■ **WHAT YOU NEED TO DO**
Copy out each line featuring the string "NewMessage" from the entries beneath.

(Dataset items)
□ □ □ □ □
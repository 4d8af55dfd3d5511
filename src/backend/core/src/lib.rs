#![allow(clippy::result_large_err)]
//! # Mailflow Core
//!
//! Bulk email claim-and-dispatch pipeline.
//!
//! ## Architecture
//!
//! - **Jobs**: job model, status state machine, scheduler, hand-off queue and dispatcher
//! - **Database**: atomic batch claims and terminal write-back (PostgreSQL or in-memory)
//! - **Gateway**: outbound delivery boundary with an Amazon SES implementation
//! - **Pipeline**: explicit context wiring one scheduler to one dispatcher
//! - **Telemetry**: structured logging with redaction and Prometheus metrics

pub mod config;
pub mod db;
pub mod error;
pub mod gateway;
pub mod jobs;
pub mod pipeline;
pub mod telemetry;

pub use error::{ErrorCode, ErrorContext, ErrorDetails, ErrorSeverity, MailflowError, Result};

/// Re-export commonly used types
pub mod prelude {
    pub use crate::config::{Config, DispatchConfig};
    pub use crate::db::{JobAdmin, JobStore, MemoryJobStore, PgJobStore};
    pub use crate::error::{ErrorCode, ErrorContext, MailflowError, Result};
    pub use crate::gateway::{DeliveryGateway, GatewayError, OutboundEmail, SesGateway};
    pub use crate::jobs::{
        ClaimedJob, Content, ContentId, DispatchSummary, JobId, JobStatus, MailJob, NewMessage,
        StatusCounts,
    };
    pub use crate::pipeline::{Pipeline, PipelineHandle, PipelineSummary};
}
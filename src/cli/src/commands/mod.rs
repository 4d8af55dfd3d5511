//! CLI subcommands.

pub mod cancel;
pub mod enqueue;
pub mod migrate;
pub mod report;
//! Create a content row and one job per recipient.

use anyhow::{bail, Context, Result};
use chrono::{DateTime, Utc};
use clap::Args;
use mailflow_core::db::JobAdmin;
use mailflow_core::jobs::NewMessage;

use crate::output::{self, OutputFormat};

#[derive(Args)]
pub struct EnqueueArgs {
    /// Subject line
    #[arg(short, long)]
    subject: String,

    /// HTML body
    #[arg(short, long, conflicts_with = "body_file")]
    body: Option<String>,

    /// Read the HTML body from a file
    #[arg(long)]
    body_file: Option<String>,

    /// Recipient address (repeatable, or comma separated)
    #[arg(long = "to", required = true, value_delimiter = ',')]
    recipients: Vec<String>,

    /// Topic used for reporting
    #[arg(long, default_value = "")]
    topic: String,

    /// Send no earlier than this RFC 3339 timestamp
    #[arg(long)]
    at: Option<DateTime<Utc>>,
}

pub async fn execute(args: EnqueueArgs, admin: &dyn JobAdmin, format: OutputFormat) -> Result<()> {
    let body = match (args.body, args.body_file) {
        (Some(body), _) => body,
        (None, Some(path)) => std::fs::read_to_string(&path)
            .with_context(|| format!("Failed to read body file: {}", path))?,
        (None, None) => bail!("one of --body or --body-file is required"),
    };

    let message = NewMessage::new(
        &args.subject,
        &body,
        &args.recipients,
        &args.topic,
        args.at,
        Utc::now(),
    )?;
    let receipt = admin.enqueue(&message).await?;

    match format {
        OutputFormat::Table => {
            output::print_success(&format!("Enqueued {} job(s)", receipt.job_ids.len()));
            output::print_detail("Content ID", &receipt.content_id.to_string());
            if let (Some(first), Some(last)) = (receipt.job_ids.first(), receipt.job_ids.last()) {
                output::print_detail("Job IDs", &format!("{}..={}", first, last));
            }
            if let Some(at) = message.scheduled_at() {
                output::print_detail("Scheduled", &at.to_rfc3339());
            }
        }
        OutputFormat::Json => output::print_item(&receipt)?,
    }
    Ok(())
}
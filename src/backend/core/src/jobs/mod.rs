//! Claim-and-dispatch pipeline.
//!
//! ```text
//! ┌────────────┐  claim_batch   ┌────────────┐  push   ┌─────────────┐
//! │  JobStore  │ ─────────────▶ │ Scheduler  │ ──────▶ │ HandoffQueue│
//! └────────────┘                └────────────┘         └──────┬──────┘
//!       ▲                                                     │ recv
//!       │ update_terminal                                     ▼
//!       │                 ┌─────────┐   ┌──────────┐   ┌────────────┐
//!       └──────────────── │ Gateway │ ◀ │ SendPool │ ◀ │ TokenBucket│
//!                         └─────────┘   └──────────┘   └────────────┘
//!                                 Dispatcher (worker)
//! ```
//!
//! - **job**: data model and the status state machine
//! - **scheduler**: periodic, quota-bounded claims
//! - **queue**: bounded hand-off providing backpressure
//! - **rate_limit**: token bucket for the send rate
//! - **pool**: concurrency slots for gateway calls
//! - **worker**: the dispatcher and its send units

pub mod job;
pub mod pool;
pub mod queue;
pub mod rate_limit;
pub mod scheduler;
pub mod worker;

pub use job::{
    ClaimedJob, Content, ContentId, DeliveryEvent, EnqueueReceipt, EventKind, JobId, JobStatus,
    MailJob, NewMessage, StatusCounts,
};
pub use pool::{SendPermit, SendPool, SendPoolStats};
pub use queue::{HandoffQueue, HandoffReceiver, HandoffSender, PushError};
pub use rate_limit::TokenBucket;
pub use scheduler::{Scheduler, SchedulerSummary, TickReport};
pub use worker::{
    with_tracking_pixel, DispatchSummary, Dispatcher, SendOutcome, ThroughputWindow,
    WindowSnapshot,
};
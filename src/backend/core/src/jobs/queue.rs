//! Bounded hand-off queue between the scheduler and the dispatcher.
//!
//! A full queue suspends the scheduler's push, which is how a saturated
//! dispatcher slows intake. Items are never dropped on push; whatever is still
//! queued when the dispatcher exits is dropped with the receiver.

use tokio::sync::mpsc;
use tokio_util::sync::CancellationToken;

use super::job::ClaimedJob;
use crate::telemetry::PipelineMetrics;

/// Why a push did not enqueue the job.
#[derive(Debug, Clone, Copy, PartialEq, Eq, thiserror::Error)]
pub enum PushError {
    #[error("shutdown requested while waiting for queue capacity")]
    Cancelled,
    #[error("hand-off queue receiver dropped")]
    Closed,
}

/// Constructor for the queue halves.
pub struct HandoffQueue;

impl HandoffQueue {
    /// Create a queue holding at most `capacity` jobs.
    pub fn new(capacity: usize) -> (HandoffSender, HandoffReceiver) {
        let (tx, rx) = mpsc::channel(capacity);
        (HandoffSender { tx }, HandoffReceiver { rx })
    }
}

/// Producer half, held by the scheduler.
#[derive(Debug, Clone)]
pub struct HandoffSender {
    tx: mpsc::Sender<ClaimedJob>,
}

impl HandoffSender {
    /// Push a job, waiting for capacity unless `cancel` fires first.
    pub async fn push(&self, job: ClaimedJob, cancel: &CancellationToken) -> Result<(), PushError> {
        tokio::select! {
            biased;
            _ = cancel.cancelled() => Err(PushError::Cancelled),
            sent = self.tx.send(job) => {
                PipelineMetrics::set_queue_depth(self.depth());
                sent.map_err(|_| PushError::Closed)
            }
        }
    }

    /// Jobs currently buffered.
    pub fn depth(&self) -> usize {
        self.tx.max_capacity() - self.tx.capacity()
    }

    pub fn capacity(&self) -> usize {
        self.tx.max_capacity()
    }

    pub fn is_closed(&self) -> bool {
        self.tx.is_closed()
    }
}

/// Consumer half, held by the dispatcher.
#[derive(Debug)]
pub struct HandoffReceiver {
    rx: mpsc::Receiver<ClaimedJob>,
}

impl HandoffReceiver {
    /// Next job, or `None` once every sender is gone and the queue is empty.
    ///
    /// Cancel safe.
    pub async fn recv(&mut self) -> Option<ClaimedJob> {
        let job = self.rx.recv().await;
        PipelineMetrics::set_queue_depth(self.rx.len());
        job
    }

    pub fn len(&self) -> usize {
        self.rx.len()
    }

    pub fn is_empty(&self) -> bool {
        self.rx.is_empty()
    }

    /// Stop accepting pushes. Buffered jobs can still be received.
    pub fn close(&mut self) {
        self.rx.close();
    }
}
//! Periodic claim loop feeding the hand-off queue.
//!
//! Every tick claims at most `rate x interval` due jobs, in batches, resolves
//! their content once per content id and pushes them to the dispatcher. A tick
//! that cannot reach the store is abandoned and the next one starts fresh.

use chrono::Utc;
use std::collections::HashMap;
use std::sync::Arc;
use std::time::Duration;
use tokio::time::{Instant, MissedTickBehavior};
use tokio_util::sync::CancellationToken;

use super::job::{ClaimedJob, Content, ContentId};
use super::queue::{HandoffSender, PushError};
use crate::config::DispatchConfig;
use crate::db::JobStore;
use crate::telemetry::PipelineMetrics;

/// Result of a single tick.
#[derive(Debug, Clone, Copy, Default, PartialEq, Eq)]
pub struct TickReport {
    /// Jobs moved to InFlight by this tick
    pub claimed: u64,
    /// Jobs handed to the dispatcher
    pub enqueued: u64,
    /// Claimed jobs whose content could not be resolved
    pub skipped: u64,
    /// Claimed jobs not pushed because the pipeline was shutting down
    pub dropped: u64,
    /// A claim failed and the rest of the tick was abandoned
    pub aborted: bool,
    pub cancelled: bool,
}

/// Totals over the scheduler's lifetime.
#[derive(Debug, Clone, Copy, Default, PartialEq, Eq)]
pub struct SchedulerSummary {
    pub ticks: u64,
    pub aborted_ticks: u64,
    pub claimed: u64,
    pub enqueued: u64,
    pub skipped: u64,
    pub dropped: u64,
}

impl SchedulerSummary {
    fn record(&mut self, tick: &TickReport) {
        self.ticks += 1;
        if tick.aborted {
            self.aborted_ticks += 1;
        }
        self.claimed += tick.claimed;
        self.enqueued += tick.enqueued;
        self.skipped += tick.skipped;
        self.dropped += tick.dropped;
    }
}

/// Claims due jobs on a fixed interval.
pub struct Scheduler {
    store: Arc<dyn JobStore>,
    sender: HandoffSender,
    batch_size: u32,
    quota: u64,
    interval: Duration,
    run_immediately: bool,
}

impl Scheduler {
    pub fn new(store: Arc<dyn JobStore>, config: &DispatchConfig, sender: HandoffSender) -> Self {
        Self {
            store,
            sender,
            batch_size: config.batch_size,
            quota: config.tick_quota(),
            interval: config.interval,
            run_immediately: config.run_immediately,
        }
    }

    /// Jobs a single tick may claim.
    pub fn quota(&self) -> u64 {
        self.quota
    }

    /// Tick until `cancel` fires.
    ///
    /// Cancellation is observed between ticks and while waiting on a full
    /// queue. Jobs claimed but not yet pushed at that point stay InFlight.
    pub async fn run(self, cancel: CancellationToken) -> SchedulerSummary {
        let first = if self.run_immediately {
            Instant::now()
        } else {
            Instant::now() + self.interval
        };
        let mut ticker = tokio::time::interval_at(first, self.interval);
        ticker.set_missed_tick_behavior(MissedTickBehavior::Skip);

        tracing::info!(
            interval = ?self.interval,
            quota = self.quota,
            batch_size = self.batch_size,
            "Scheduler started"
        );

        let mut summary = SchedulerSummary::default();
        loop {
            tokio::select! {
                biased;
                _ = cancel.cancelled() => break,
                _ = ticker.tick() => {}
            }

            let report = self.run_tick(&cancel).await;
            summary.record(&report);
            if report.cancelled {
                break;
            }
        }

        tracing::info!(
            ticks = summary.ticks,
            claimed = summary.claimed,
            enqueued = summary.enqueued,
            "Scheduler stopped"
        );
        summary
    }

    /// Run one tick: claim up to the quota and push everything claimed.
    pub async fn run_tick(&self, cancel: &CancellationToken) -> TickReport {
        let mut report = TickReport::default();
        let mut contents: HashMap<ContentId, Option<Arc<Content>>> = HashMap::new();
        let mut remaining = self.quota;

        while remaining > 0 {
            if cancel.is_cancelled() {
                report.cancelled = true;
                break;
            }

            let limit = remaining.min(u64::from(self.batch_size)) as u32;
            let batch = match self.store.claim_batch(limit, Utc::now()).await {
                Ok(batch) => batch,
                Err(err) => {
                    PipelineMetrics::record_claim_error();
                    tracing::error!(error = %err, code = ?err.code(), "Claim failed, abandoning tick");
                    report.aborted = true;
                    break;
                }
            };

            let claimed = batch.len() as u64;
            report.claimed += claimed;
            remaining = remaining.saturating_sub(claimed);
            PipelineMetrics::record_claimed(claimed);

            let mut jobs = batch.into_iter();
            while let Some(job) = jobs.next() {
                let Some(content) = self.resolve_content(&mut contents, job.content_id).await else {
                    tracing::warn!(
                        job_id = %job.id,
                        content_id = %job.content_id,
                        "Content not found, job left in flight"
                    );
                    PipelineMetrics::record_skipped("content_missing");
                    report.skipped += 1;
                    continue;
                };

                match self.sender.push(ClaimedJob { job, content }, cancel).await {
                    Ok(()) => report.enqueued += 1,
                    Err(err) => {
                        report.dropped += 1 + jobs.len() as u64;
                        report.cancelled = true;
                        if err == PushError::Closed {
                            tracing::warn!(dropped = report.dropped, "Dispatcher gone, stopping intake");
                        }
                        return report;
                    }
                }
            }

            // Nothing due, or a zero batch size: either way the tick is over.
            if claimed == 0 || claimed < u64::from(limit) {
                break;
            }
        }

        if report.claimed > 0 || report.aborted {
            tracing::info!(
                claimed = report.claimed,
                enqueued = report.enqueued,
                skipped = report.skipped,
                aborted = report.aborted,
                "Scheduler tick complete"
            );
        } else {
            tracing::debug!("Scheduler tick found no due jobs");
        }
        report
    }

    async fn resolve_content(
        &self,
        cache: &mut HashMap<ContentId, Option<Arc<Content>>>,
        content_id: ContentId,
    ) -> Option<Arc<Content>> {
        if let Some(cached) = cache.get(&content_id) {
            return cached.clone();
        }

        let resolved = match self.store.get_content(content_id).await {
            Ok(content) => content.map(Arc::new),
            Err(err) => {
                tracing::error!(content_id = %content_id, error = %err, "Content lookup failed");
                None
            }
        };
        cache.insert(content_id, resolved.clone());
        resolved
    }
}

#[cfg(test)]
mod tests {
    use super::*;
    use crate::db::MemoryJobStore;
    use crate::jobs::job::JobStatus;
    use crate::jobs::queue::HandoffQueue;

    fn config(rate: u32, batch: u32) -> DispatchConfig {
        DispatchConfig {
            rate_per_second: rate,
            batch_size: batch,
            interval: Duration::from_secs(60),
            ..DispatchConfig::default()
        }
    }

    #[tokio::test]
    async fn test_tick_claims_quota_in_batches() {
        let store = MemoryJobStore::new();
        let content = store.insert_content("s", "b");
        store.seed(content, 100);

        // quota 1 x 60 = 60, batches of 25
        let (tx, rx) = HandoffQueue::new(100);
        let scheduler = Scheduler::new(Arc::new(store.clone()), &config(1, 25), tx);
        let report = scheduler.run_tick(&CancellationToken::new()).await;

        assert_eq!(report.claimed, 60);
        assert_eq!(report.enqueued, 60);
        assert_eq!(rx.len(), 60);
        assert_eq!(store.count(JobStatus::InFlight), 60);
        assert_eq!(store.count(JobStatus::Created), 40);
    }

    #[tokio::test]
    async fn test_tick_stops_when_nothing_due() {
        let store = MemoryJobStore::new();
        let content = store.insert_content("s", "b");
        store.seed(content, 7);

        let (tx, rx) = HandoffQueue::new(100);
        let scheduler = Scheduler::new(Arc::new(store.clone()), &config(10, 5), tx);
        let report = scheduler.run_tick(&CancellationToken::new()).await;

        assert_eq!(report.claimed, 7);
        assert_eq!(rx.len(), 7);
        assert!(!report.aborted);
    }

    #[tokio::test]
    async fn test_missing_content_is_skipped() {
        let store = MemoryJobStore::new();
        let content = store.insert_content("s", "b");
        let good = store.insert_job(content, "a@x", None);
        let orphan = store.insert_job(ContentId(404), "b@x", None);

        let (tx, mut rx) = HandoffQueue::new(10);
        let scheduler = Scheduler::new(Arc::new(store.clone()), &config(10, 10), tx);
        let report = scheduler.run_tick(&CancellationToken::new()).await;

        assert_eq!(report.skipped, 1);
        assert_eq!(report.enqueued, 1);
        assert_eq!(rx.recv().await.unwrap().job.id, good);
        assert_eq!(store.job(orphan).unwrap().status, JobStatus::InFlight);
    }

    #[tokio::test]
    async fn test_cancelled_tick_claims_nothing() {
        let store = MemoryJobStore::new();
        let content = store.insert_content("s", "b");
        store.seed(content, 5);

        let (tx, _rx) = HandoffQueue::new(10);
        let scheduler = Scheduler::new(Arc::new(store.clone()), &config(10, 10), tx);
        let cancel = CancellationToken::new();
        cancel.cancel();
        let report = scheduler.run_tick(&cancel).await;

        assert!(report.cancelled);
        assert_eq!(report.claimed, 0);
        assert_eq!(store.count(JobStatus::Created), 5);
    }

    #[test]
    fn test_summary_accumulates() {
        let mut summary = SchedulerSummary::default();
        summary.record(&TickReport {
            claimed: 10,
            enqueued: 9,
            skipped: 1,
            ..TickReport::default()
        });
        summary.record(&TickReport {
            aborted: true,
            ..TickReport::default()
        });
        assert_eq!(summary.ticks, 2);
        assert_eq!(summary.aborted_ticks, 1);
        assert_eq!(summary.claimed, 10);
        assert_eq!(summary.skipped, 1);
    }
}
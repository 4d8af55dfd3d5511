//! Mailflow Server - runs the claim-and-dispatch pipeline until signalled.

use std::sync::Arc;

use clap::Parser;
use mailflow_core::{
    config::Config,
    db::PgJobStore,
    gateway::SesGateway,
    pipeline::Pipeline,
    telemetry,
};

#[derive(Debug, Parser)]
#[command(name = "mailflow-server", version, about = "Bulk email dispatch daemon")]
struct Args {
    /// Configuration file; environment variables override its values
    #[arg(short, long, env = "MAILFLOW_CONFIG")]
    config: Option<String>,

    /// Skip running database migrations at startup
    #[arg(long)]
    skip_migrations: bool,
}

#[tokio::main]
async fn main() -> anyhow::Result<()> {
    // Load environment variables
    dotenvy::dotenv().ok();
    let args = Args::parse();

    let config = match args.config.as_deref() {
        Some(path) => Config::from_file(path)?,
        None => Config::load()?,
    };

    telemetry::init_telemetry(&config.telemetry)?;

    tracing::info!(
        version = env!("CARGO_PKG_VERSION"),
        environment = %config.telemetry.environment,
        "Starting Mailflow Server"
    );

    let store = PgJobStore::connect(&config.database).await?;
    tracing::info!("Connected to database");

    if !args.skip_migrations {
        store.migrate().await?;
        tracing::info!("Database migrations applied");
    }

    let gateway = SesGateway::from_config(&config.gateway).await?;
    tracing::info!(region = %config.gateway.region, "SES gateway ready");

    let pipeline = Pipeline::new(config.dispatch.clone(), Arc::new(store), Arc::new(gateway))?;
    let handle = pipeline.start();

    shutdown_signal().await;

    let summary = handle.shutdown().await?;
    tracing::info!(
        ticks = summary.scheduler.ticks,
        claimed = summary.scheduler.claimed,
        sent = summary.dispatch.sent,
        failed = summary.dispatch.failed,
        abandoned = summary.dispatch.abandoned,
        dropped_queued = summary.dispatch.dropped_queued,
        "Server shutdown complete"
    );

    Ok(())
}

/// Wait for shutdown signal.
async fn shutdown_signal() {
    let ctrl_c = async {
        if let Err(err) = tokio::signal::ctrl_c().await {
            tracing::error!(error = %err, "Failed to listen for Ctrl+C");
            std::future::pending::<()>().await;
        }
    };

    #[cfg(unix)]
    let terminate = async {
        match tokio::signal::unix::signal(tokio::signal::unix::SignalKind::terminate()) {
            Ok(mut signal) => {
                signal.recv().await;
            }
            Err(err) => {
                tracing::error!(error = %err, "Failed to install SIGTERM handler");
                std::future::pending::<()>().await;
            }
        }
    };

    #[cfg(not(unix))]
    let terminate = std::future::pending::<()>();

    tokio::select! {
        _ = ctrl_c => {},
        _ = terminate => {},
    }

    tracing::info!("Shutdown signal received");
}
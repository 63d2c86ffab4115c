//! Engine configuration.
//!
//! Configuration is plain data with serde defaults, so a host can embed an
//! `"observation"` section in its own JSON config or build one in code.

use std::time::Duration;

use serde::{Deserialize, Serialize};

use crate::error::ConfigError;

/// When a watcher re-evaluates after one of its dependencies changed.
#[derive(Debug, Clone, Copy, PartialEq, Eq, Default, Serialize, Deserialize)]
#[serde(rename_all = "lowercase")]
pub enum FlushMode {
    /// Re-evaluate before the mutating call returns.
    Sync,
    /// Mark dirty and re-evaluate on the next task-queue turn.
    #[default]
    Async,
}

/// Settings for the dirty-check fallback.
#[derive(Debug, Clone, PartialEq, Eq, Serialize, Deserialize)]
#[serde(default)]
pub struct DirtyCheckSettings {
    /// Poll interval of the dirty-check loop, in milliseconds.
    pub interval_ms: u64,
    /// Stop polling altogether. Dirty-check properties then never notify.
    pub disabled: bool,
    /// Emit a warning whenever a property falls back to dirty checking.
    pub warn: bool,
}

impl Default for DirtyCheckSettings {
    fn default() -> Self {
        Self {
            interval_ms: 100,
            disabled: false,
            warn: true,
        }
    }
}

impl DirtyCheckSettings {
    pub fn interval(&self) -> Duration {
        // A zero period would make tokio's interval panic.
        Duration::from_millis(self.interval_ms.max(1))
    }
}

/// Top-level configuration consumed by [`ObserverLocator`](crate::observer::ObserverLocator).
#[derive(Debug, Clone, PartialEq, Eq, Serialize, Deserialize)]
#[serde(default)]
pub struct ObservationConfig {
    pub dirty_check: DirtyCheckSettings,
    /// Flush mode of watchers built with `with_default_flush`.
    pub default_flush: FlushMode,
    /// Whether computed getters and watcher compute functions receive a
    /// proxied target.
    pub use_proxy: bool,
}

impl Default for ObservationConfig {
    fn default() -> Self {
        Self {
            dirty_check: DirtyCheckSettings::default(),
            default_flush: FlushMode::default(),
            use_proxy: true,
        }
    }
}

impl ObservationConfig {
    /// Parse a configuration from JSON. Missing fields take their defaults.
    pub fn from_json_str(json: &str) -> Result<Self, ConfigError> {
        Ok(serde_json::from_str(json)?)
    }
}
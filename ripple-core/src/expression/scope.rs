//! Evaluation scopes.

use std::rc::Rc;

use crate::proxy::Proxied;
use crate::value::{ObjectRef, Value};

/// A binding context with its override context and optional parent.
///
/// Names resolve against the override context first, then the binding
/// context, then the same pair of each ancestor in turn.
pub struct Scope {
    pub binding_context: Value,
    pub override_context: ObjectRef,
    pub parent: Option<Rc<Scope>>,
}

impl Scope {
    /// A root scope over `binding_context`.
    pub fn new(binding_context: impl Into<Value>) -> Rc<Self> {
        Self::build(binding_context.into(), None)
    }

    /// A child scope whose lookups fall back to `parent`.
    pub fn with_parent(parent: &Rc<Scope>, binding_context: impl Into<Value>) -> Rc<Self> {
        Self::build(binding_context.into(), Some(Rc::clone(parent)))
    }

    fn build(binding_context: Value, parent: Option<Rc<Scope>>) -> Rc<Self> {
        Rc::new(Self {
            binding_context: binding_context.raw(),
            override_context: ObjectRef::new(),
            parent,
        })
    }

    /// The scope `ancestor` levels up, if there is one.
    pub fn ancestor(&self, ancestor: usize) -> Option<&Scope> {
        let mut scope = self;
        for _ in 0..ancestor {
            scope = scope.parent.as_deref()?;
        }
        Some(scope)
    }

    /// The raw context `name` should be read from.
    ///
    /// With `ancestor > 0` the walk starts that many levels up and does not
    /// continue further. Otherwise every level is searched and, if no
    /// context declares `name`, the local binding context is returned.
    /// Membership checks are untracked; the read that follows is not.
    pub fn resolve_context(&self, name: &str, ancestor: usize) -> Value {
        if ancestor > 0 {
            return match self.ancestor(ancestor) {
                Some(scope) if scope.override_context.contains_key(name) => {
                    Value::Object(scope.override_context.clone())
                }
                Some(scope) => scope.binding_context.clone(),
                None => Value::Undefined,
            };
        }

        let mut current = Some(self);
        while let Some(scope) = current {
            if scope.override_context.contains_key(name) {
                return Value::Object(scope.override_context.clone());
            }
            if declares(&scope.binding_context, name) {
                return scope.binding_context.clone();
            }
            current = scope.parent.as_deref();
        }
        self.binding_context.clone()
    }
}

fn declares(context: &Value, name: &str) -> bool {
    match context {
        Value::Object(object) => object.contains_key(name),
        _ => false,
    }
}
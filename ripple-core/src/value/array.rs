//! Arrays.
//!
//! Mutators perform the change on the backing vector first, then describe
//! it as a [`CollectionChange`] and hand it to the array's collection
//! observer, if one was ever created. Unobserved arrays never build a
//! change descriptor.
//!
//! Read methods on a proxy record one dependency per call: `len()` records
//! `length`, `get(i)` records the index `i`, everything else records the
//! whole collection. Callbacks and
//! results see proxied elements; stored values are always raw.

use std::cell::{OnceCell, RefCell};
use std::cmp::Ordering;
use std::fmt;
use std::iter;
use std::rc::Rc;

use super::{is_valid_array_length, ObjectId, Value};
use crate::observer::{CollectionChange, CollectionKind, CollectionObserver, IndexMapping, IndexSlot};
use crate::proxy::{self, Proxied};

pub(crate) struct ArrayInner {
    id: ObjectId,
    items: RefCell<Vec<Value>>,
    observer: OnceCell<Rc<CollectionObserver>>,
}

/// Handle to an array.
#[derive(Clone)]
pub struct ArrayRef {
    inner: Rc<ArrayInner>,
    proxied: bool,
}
□ □ □ □ □
■ **TASK RESPONSE**
        ClaimedJob, Content, ContentId, DispatchSummary, JobId, JobStatus, MailJob, NewMessage,
use mailflow_core::jobs::NewMessage;
    let message = NewMessage::new(
    MailJob, NewMessage, StatusCounts,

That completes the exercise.